Let $G$ be a finitely generated abelian group. Prove that there is no non-trivial homomophism from $\mathbb Q$ to $G$.
I believe this has to do with divisibility. $\mathbb Q$ is divisible. The image of it under a group homomorphism must be divisible. If $G$ were finite, this would imply that the image is the trivial subgroup since any divisible finite group is trivial. But $G$ is not necessarily finite. What should the argument be like instead?
On
Since $G$ is f.g., it's sufficient to prove the result for $G = \mathbb{Z}$ and $G = \mathbb{Z}_{p^n}$. But neither of these groups contains a nontrivial divisible subgroup.
On
A nonzero divisible group is not finitely generated.
Consider a homomorphism $f\colon\mathbb{Q}\to G$, where $G$ is a finitely generated abelian group. If you compose it with the projection $\pi\colon G\to G/t(G)$, where $t(G)$ is the torsion part of $G$, you get a homomorphism $\pi\circ f\colon\mathbb{Q}\to G/t(G)$. Since $G/t(G)$ is finitely generated and torsion-free, also the image of $\pi\circ f$ is finitely generated and torsion free. But it's divisible, so it's isomorphic to $\mathbb{Q}^n$, for some $n$. This group is not finitely generated when $n>0$. Thus $\pi\circ f=0$ and therefore the image of $f$ is contained in $t(G)$, which is a finitely generated torsion group, hence finite.
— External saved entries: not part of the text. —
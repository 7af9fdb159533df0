use std::sync::Arc;
use std::time::{Duration, Instant};

use chrono::{DateTime, Utc};
use serde::Serialize;
use utoipa::ToSchema;

use super::error::{SceneError, VisualizationError};
use super::render::SceneRenderer;
use crate::geometry::{observer_position, Point3};
use crate::pass::{ObserverCoordinates, PassRecord, PassSummary};
use crate::playback::{
    FrameQueue, PassSpan, PlaybackClock, PlaybackPhase, PlaybackState, Tick, DEFAULT_ANIMATION_CAP,
};
use crate::trajectory::{
    Trajectory, TrajectoryCache, TrajectoryGenerator, TrajectoryPoint, TrajectoryResult,
};

pub const GLOBE_RADIUS: f64 = 1.0;
pub const DEFAULT_OBSERVER_RADIUS: f64 = 1.01;

#[derive(Debug, Clone, Copy, PartialEq)]
pub struct SceneConfig {
    pub generator: TrajectoryGenerator,
    pub observer_radius: f64,
    pub animation_cap: Duration,
}

impl Default for SceneConfig {
    fn default() -> Self {
        Self {
            generator: TrajectoryGenerator::default(),
            observer_radius: DEFAULT_OBSERVER_RADIUS,
            animation_cap: DEFAULT_ANIMATION_CAP,
        }
    }
}

#[derive(Debug, Clone, PartialEq, Serialize, ToSchema)]
#[serde(tag = "event", rename_all = "snake_case")]
pub enum SceneEvent {
    Progress { progress: f64, simulated_time: f64 },
    Completed { simulated_time: f64 },
}

/// Geometry handed to a [`SceneRenderer`] for one frame.
#[derive(Debug, Clone)]
pub struct SceneFrame<'a> {
    pub globe_radius: f64,
    pub observer: Point3,
    pub path: &'a [TrajectoryPoint],
    pub satellite: Option<Point3>,
    pub has_data: bool,
}

impl SceneFrame<'_> {
    pub fn validate(&self) -> Result<(), VisualizationError> {
        if !self.observer.is_finite() {
            return Err(VisualizationError::InvalidGeometry(
                "observer marker is not finite".into(),
            ));
        }
        if let Some(p) = self.path.iter().find(|p| !p.position.is_finite()) {
            return Err(VisualizationError::InvalidGeometry(format!(
                "trajectory point {} is not finite",
                p.index
            )));
        }
        if self.satellite.is_some_and(|s| !s.is_finite()) {
            return Err(VisualizationError::InvalidGeometry(
                "satellite marker is not finite".into(),
            ));
        }
        Ok(())
    }
}

#[derive(Debug, Clone, Serialize, ToSchema)]
pub struct SceneStatus {
    pub observer: ObserverCoordinates,
    pub playback: Option<PlaybackState>,
    pub simulated_at: Option<DateTime<Utc>>,
    pub summary: Option<PassSummary>,
    pub has_data: bool,
    pub no_data_reason: Option<String>,
    pub fault: Option<String>,
}

#[derive(Debug)]
struct PassSession {
    pass: PassRecord,
    trajectory: TrajectoryResult,
    clock: PlaybackClock,
    satellite: Option<TrajectoryPoint>,
}

impl PassSession {
    fn move_satellite(&mut self, progress: f64) {
        self.satellite = self
            .trajectory
            .as_ref()
            .ok()
            .and_then(|t| t.sample_at(progress).copied());
    }
}

/// Globe, observer, pass trajectory and satellite marker for one view.
///
/// Owns all playback state. Frames are requested through the scene's
/// [`FrameQueue`] and fired by the host via [`Scene::run_frames`].
#[derive(Debug)]
pub struct Scene {
    config: SceneConfig,
    observer: ObserverCoordinates,
    observer_marker: Point3,
    cache: TrajectoryCache,
    session: Option<PassSession>,
    frames: FrameQueue,
    fault: Option<VisualizationError>,
}

impl Scene {
    pub fn new(config: SceneConfig, observer: ObserverCoordinates) -> Self {
        Self {
            config,
            observer,
            observer_marker: observer_position(&observer, config.observer_radius),
            cache: TrajectoryCache::new(config.generator),
            session: None,
            frames: FrameQueue::new(),
            fault: None,
        }
    }

    pub fn selected_pass(&self) -> Option<&PassRecord> {
        self.session.as_ref().map(|s| &s.pass)
    }

    /// Trajectory of the selected pass, or why there is none.
    pub fn trajectory(&self) -> Result<Arc<Trajectory>, SceneError> {
        let session = self.session.as_ref().ok_or(SceneError::NoPass)?;
        session.trajectory.clone().map_err(SceneError::NoData)
    }

    pub fn generations(&self) -> usize {
        self.cache.generations()
    }

    pub fn has_pending_frames(&self) -> bool {
        self.frames.has_pending()
    }

    pub fn playback(&self) -> Option<PlaybackState> {
        self.session.as_ref().map(|s| s.clock.state())
    }

    pub fn fault(&self) -> Option<&VisualizationError> {
        self.fault.as_ref()
    }

    /// Replace the observer. Playback of the current pass is rewound.
    pub fn set_observer(&mut self, observer: ObserverCoordinates) -> Result<(), SceneError> {
        observer.validate().map_err(SceneError::InvalidInput)?;
        if let Some(session) = self.session.as_mut() {
            session.clock.reset(&mut self.frames);
            session.move_satellite(0.0);
        }
        self.observer = observer;
        self.observer_marker = observer_position(&observer, self.config.observer_radius);
        Ok(())
    }

    /// Select a pass, cancelling any running playback.
    ///
    /// A rejected pass is still selected; the scene then shows no data and
    /// refuses to play it.
    pub fn select_pass(&mut self, pass: PassRecord) -> Result<(), SceneError> {
        if let Some(mut previous) = self.session.take() {
            previous.clock.stop(&mut self.frames);
        }

        let trajectory = self.cache.get_or_generate(&pass);
        let clock = PlaybackClock::new(PassSpan::of(&pass), self.config.animation_cap);
        let mut session = PassSession {
            pass,
            trajectory,
            clock,
            satellite: None,
        };
        session.move_satellite(0.0);

        let result = match &session.trajectory {
            Ok(t) => {
                log::info!("Pass selected, {} trajectory points", t.len());
                Ok(())
            }
            Err(e) => Err(SceneError::NoData(e.clone())),
        };
        self.session = Some(session);
        result
    }

    pub fn play(&mut self, now: Instant) -> Result<PlaybackState, SceneError> {
        let session = self.session.as_mut().ok_or(SceneError::NoPass)?;
        if let Err(e) = &session.trajectory {
            return Err(SceneError::NoData(e.clone()));
        }
        let state = session.clock.start(now, &mut self.frames)?;
        session.move_satellite(state.progress);
        Ok(state)
    }

    pub fn pause(&mut self) -> Result<PlaybackState, SceneError> {
        let session = self.session.as_mut().ok_or(SceneError::NoPass)?;
        session.clock.stop(&mut self.frames);
        Ok(session.clock.state())
    }

    /// Play up to `progress` of the animation and hold there.
    pub fn seek(&mut self, progress: f64, now: Instant) -> Result<PlaybackState, SceneError> {
        self.play(now)?;
        let duration = self
            .session
            .as_ref()
            .ok_or(SceneError::NoPass)?
            .clock
            .animation_duration();
        self.run_frames(now + duration.mul_f64(progress.clamp(0.0, 1.0)));
        self.pause()
    }

    pub fn toggle_playback(&mut self, now: Instant) -> Result<PlaybackState, SceneError> {
        match self.playback() {
            Some(state) if state.is_playing => self.pause(),
            _ => self.play(now),
        }
    }

    pub fn reset(&mut self) -> Result<PlaybackState, SceneError> {
        let session = self.session.as_mut().ok_or(SceneError::NoPass)?;
        session.clock.reset(&mut self.frames);
        session.move_satellite(0.0);
        Ok(session.clock.state())
    }

    /// Tear down the current pass. Pending frames are dropped.
    pub fn close(&mut self) {
        if let Some(mut session) = self.session.take() {
            session.clock.stop(&mut self.frames);
            log::info!("Visualization closed");
        }
        self.frames.clear();
        self.fault = None;
    }

    /// Fire every frame due at `now`.
    pub fn run_frames(&mut self, now: Instant) -> Vec<SceneEvent> {
        let due = self.frames.take_due();
        let mut events = Vec::new();
        let Some(session) = self.session.as_mut() else {
            return events;
        };

        for handle in due {
            match session.clock.tick(handle, now, &mut self.frames) {
                Tick::Advanced(state) => {
                    session.move_satellite(state.progress);
                    events.push(SceneEvent::Progress {
                        progress: state.progress,
                        simulated_time: state.simulated_time,
                    });
                }
                Tick::Completed(state) => {
                    session.move_satellite(state.progress);
                    events.push(SceneEvent::Progress {
                        progress: state.progress,
                        simulated_time: state.simulated_time,
                    });
                    events.push(SceneEvent::Completed {
                        simulated_time: state.simulated_time,
                    });
                }
                Tick::Stale => log::debug!("Ignored stale frame {}", handle.id()),
            }
        }
        events
    }

    pub fn frame(&self) -> SceneFrame<'_> {
        let trajectory = self
            .session
            .as_ref()
            .and_then(|s| s.trajectory.as_ref().ok());
        SceneFrame {
            globe_radius: GLOBE_RADIUS,
            observer: self.observer_marker,
            path: trajectory.map(|t| t.points.as_slice()).unwrap_or(&[]),
            satellite: self
                .session
                .as_ref()
                .and_then(|s| s.satellite.map(|p| p.position)),
            has_data: trajectory.is_some_and(|t| !t.is_empty()),
        }
    }

    /// Render the current frame. Failures are kept as the scene's fault and
    /// block rendering until [`Scene::retry`].
    pub fn render<R: SceneRenderer>(&mut self, renderer: &R) -> Result<R::Output, VisualizationError> {
        if let Some(fault) = &self.fault {
            return Err(fault.clone());
        }

        let result = {
            let frame = self.frame();
            frame.validate().and_then(|()| renderer.render(&frame))
        };

        result.inspect_err(|e| {
            log::error!("Visualization error: {}", e);
            self.fault = Some(e.clone());
        })
    }

    pub fn retry(&mut self) -> bool {
        self.fault.take().is_some()
    }

    pub fn status(&self) -> SceneStatus {
        let playback = self.playback();
        let session = self.session.as_ref();
        SceneStatus {
            observer: self.observer,
            playback,
            simulated_at: playback.and_then(|p| p.simulated_at()),
            summary: session.and_then(|s| s.pass.summary().ok()),
            has_data: self.frame().has_data,
            no_data_reason: session.and_then(|s| s.trajectory.as_ref().err().map(|e| e.to_string())),
            fault: self.fault.as_ref().map(|f| f.to_string()),
        }
    }

    pub fn phase(&self) -> Option<PlaybackPhase> {
        self.playback().map(|p| p.phase)
    }
}
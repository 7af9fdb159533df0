use serde::{Deserialize, Deserializer};
use std::path::Path;
use std::time::Duration;
use thiserror::Error;

use crate::pass::{ObserverCoordinates, PassError};
use crate::playback::DEFAULT_ANIMATION_CAP;
use crate::scene::{SceneConfig, SvgRenderer, DEFAULT_OBSERVER_RADIUS};
use crate::trajectory::{TrajectoryGenerator, DEFAULT_SATELLITE_RADIUS, DEFAULT_SEGMENTS};

#[derive(Debug, Error)]
pub enum ConfigError {
    #[error("IO error: {0}")]
    Io(#[from] std::io::Error),
    #[error("YAML parse error: {0}")]
    Yaml(#[from] serde_yaml::Error),
    #[error("invalid observer: {0}")]
    Observer(PassError),
}

#[derive(Debug, Clone, Default, Deserialize)]
#[serde(default)]
pub struct Config {
    pub observer: ObserverCoordinates,
    pub playback: PlaybackConfig,
    pub trajectory: TrajectoryConfig,
    pub web: WebConfig,
    pub view: ViewConfig,
}

#[derive(Debug, Clone, Deserialize)]
#[serde(default)]
pub struct PlaybackConfig {
    /// Longest real-time animation for a pass, e.g. `15s`.
    #[serde(deserialize_with = "deserialize_duration")]
    pub cap: Duration,
    /// Frame period of the view host, e.g. `16ms`.
    #[serde(deserialize_with = "deserialize_duration")]
    pub frame_interval: Duration,
}

impl Default for PlaybackConfig {
    fn default() -> Self {
        Self {
            cap: DEFAULT_ANIMATION_CAP,
            frame_interval: Duration::from_millis(16),
        }
    }
}

#[derive(Debug, Clone, Deserialize)]
#[serde(default)]
pub struct TrajectoryConfig {
    pub segments: usize,
    pub satellite_radius: f64,
    pub observer_radius: f64,
}

impl Default for TrajectoryConfig {
    fn default() -> Self {
        Self {
            segments: DEFAULT_SEGMENTS,
            satellite_radius: DEFAULT_SATELLITE_RADIUS,
            observer_radius: DEFAULT_OBSERVER_RADIUS,
        }
    }
}

#[derive(Debug, Clone, Deserialize)]
pub struct WebConfig {
    #[serde(default = "default_bind")]
    pub bind: String,
}

impl Default for WebConfig {
    fn default() -> Self {
        Self {
            bind: default_bind(),
        }
    }
}

fn default_bind() -> String {
    "127.0.0.1:8080".to_string()
}

#[derive(Debug, Clone, Deserialize)]
#[serde(default)]
pub struct ViewConfig {
    pub width: u32,
    pub height: u32,
}

impl Default for ViewConfig {
    fn default() -> Self {
        let renderer = SvgRenderer::default();
        Self {
            width: renderer.width,
            height: renderer.height,
        }
    }
}

impl Config {
    pub fn from_file(path: &Path) -> Result<Self, ConfigError> {
        let content = std::fs::read_to_string(path)?;
        Self::from_str(&content)
    }

    pub fn from_str(yaml: &str) -> Result<Self, ConfigError> {
        let config: Config = serde_yaml::from_str(yaml)?;
        config.observer.validate().map_err(ConfigError::Observer)?;
        Ok(config)
    }

    /// Config file if given, defaults otherwise.
    pub fn load(path: Option<&Path>) -> Result<Self, ConfigError> {
        match path {
            Some(path) => {
                log::debug!("Loading configuration from {}", path.display());
                Self::from_file(path)
            }
            None => Ok(Self::default()),
        }
    }

    pub fn scene(&self) -> SceneConfig {
        SceneConfig {
            generator: TrajectoryGenerator::new(
                self.trajectory.segments,
                self.trajectory.satellite_radius,
            ),
            observer_radius: self.trajectory.observer_radius,
            animation_cap: self.playback.cap,
        }
    }

    pub fn renderer(&self) -> SvgRenderer {
        SvgRenderer::new(self.view.width, self.view.height)
    }
}

fn deserialize_duration<'de, D>(deserializer: D) -> Result<Duration, D::Error>
where
    D: Deserializer<'de>,
{
    let s = String::deserialize(deserializer)?;
    humantime::parse_duration(s.trim()).map_err(serde::de::Error::custom)
}

#[cfg(test)]
mod tests {
    use super::*;

    #[test]
    fn test_empty_document_uses_defaults() {
        let config = Config::from_str("{}").unwrap();
        assert_eq!(config.playback.cap, Duration::from_secs(15));
        assert_eq!(config.playback.frame_interval, Duration::from_millis(16));
        assert_eq!(config.trajectory.segments, 100);
        assert_eq!(config.web.bind, "127.0.0.1:8080");
        assert_eq!(config.scene(), SceneConfig::default());
    }

    #[test]
    fn test_full_document() {
        let yaml = r#"
observer:
  latitude: 41.702
  longitude: -76.014
  altitude: 250
playback:
  cap: 30s
  frame_interval: 33ms
trajectory:
  segments: 200
  satellite_radius: 1.5
web:
  bind: 0.0.0.0:9000
view:
  width: 800
  height: 600
"#;
        let config = Config::from_str(yaml).unwrap();
        assert_eq!(config.observer.latitude, 41.702);
        assert_eq!(config.observer.altitude, 250.0);
        assert_eq!(config.playback.cap, Duration::from_secs(30));
        assert_eq!(config.playback.frame_interval, Duration::from_millis(33));
        assert_eq!(config.trajectory.observer_radius, 1.01);

        let scene = config.scene();
        assert_eq!(scene.generator, TrajectoryGenerator::new(200, 1.5));
        assert_eq!(config.renderer().width, 800);
    }

    #[test]
    fn test_bad_duration() {
        let err = Config::from_str("playback:\n  cap: soon\n").unwrap_err();
        assert!(matches!(err, ConfigError::Yaml(_)));
    }

    #[test]
    fn test_observer_is_validated() {
        let err = Config::from_str("observer:\n  latitude: 95\n  longitude: 0\n").unwrap_err();
        assert!(matches!(err, ConfigError::Observer(_)));
    }

    #[test]
    fn test_missing_file() {
        let err = Config::from_file(Path::new("/nonexistent/pass-viz.yaml")).unwrap_err();
        assert!(matches!(err, ConfigError::Io(_)));
    }
}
No nonzero divisible group is finite.
A finite generated abelian group $G$ is isomorphic to $\oplus_{i=1}^{i=n}\mathbb{Z}/n_i\mathbb{Z}$. Let $x\in G$, and $f:\mathbb{Q} \rightarrow G$ such that $f(1)=x, f(n.{1\over n}) =nf({1\over n}) =x$. Write $x=(x_1,...,x_n), x_i\in\mathbb{Z}/n_i\mathbb{Z} $, $x_i$ is divisible by every non zero integer implies that $x_i=0$.